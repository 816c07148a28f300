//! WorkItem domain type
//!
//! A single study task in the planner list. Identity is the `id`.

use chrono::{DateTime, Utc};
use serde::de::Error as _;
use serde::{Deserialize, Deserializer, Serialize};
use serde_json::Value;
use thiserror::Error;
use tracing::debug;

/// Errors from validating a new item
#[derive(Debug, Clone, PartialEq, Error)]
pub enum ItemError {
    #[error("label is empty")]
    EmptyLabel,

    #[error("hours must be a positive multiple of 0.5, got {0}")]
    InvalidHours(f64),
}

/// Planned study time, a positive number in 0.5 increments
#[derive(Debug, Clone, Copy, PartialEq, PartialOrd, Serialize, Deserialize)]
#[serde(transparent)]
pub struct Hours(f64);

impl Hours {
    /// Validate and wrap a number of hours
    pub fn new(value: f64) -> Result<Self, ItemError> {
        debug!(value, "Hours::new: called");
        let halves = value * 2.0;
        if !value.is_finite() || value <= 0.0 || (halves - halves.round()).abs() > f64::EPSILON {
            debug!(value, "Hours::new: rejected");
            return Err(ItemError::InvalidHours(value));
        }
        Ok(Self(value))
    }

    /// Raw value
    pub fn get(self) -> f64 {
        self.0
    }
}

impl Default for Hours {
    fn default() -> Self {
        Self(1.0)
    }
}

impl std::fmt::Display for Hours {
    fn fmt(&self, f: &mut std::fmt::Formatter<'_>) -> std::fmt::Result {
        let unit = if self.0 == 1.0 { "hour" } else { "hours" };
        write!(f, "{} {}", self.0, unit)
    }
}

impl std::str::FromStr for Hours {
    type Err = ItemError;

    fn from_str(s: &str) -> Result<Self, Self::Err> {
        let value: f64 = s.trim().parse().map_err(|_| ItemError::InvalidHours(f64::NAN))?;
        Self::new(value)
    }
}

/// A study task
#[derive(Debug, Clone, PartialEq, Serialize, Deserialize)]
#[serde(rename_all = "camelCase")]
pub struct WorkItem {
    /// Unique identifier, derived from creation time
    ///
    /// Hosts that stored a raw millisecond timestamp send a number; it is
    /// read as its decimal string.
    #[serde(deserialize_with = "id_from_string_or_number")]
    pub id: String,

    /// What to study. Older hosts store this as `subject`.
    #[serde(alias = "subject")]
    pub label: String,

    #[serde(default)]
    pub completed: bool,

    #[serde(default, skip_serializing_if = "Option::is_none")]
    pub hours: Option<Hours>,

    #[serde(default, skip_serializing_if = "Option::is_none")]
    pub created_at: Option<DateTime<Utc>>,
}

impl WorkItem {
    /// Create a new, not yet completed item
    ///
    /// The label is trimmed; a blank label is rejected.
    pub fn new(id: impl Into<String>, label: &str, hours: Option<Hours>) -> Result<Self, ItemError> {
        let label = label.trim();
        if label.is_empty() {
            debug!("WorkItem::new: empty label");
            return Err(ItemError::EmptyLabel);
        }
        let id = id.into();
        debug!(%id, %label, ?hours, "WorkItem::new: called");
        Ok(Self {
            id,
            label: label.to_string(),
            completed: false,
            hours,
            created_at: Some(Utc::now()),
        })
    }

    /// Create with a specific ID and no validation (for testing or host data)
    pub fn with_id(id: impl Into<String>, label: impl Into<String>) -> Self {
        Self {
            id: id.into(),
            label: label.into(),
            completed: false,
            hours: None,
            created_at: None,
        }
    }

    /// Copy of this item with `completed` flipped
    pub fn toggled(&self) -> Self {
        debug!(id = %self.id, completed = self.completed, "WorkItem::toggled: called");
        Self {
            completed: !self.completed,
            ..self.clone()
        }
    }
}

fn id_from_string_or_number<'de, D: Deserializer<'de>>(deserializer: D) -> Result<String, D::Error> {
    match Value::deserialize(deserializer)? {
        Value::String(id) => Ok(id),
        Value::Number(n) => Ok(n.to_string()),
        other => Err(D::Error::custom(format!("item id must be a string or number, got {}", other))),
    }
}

┄┄┄┄┄┄┄┄┄┄

▶ _DESCRIPTION OF THE TASK_: Scan the lines above for "fn default() ->" and for "impl std::str::FromStr for". Repeat exactly the line holding each of them and every line in between.

▶ _EXERCISE OUTPUT_:
    fn default() -> Self {
        Self(1.0)
    }
}

impl std::fmt::Display for Hours {
    fn fmt(&self, f: &mut std::fmt::Formatter<'_>) -> std::fmt::Result {
        let unit = if self.0 == 1.0 { "hour" } else { "hours" };
        write!(f, "{} {}", self.0, unit)
    }
}

impl std::str::FromStr for Hours {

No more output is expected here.